» RECORDS SHOWN
□ □ □ □ □ □ □

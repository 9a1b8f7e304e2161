// # Create absolute path to readme ti increase compatible for different build targets
//  https://gist.github.com/JakeHartnell/2c1fa387f185f5dc46c9429470a2e2be
#![doc = include_str!(concat!(env!("CARGO_MANIFEST_DIR"), "/Readme.md"))]

// 3rd party imports
#[allow(unused_imports)]
#[macro_use]
extern crate lazy_static;

/// Contains mass related functions
pub mod mass;

/// Biology related functions, e.g. digestion enzymes and cleavage rules
pub mod biology;
/// Chemistry related functions and information, e.g. element and residue masses
pub mod chemistry;
/// Contains different entities, e.g. peptides, residues, fragment ions
pub mod entities;
/// Errors of the library
pub mod errors;
/// Sequence parsing and formatting, mass propagation and fragmentation
pub mod functions;
/// Input and output functions
pub mod io;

□ □ □ □ □ □ □

» REQUIREMENT
Repeat the records above line by line, from the first line through the line that contains "extern crate lazy_static;".

» SOLUTION
repository 9a1b8f7e304e2161
// # Create absolute path to readme ti increase compatible for different build targets
//  https://gist.github.com/JakeHartnell/2c1fa387f185f5dc46c9429470a2e2be
#![doc = include_str!(concat!(env!("CARGO_MANIFEST_DIR"), "/Readme.md"))]

// 3rd party imports
#[allow(unused_imports)]
#[macro_use]
extern crate lazy_static;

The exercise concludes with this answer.